Meal of the Year at an Outpost of the World's Greatest Chef
/A few days ago, Nancy S and I had a lunch so supreme at a hotel in Monte Carlo it easily warranted the headline of this post. The headline is even kinda mild. I’ve had some great restaurant meals with Nancy over the past eleven years, but for sheer flavor, sheer close-your-eyes deliciousness of every bite, nothing topped this lunch at the at Joel Robuchon’s restaurant at the Hotel Metropole.
This outpost of Robuchon, at 69 still the world’s greatest chef, is not on any lists of the world’s best restaurants. And I can understand that. This is not even a flagship of the Supernatural One, who has Michelin three star establishments in Macau, Tokyo, Hong Kong and Las Vegas. The guy has a total of something like 25 Michelin stars, two of them at this restaurant in Monte Carlo where Christopher Cussac is the head chef.

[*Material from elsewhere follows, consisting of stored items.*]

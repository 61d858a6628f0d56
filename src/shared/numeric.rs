//! Numeric and time normalization for wire values.
//!
//! The exchange emits prices and amounts as JSON integers, JSON floats or
//! numeric strings, sometimes all three within one response. Everything is
//! normalized into [`Decimal`] by re-parsing the shortest textual form of the
//! source value, so no precision is lost beyond what the exchange sent.

use rust_decimal::prelude::*;

/// Milliseconds per second, used for `create_date` style timestamps.
pub const MILLIS_PER_SECOND: i64 = 1_000;

/// Parse a decimal from its textual wire form.
///
/// Accepts plain (`"0.25"`, `"-3"`) and scientific (`"1e-7"`, `"2.5E+3"`)
/// notation, with surrounding whitespace ignored. Values finer than the
/// 28 fractional digits a [`Decimal`] holds are rounded, not rejected.
///
/// # Example
///
/// ```
/// use okex_sdk::shared::parse_decimal;
///
/// assert_eq!(parse_decimal("0.25").unwrap().to_string(), "0.25");
/// assert_eq!(parse_decimal("1e-3").unwrap().to_string(), "0.001");
/// ```
pub fn parse_decimal(raw: &str) -> Result<Decimal, String> {
    let trimmed = raw.trim();
    if trimmed.is_empty() {
        return Err("empty decimal string".to_string());
    }

    if let Some((mantissa, exponent)) = trimmed.split_once(['e', 'E']) {
        return Decimal::from_scientific(trimmed)
            .or_else(|_| scale_by_power_of_ten(mantissa, exponent))
            .map_err(|e| format!("invalid decimal '{}': {}", raw, e));
    }

    Decimal::from_str(trimmed).map_err(|e| format!("invalid decimal '{}': {}", raw, e))
}

/// `mantissa * 10^exponent`, one digit shift at a time so that division
/// rounds at the last representable place.
fn scale_by_power_of_ten(mantissa: &str, exponent: &str) -> Result<Decimal, String> {
    let mut value = Decimal::from_str(mantissa).map_err(|e| e.to_string())?;
    let exponent: i64 = exponent.parse().map_err(|_| "invalid exponent".to_string())?;

    if exponent >= 0 {
        for _ in 0..exponent {
            value = value
                .checked_mul(Decimal::TEN)
                .ok_or_else(|| "value out of range".to_string())?;
        }
    } else {
        for _ in 0..exponent.unsigned_abs() {
            if value.is_zero() {
                break;
            }
            value = value
                .checked_div(Decimal::TEN)
                .ok_or_else(|| "value out of range".to_string())?;
        }
    }

    Ok(value)
}

/// Normalize a JSON number into a decimal.
///
/// `serde_json` renders floats with the shortest representation that
/// round-trips, so `0.1` stays `0.1` rather than its binary expansion.
pub fn decimal_from_number(number: &serde_json::Number) -> Result<Decimal, String> {
    if let Some(i) = number.as_i64() {
        return Ok(Decimal::from(i));
    }
    if let Some(u) = number.as_u64() {
        return Ok(Decimal::from(u));
    }
    parse_decimal(&number.to_string())
}

/// Canonical string form of a decimal: normalized, without trailing zeros.
pub fn format_decimal(value: &Decimal) -> String {
    value.normalize().to_string()
}

/// Convert a decimal into the float sent on the wire for order submission.
///
/// The v1 trade endpoint takes floats; the precision loss is part of the
/// wire format.
pub fn decimal_to_f64(value: &Decimal) -> f64 {
    value.to_f64().unwrap_or(f64::NAN)
}

/// Convert a millisecond epoch timestamp into epoch seconds.
///
/// Truncates toward zero, the same way the exchange's own clients do.
pub fn millis_to_seconds(millis: i64) -> i64 {
    millis / MILLIS_PER_SECOND
}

And I get why this Monaco spot is not a “Three Star’, which requires more than simply divine food. Three times plates crashed to the floor of the dining room and kitchen entrance point. And the décor, while attractive, is like a good hotel dining room. We walked in without a reservation.
But, the food, it rendered superlatives useless. We sat at a counter with a close view of the open kitchen where the cooks moved with precision and almost never spoke. (This is in 180 degree contrast from Robuchon's mythical restaurant Jamin in Paris where he first earned acclaim and where local L.A. chefs Sang Yoon and Ludo Lefebvre worked and said they were constantly yelled at by the master's chef de cuisine Benoit Guichard to the point of cruelty)
From a standing start, the meal took off like the 1,200 horsepower Bugatti Veyron Super Sport parked in front of the hotel; a rolling cart of eight breads and rolls and a cylinder of Bordier butter – salted to Robuchon’s specs – the size of 155 mm howitzer shell. I started with what they called a puff pastry roll coated with the butter. I had 11 of them, all slathered, which I was later told was just two short of the world record held by Franz Klammer, the skier.
There was a platter of Iberico ham from Joselito, and some tomato bread that Nancy found full of wonder. There was this soup of cockles, calms and chanterelles in a vermouth shellfish broth that needs to have its own category and roasted lamb, me, some shoulder and leg, Nancy, some rib chops.
The bill was 360 euro with a couple glasses of red Coteaux-d'Aix-en-Provence.
The younger generation may hear about other chefs being the top.. But, I think those chefs, most of them, at least, would agree that Joel Robuchon is the greatest chef in the world.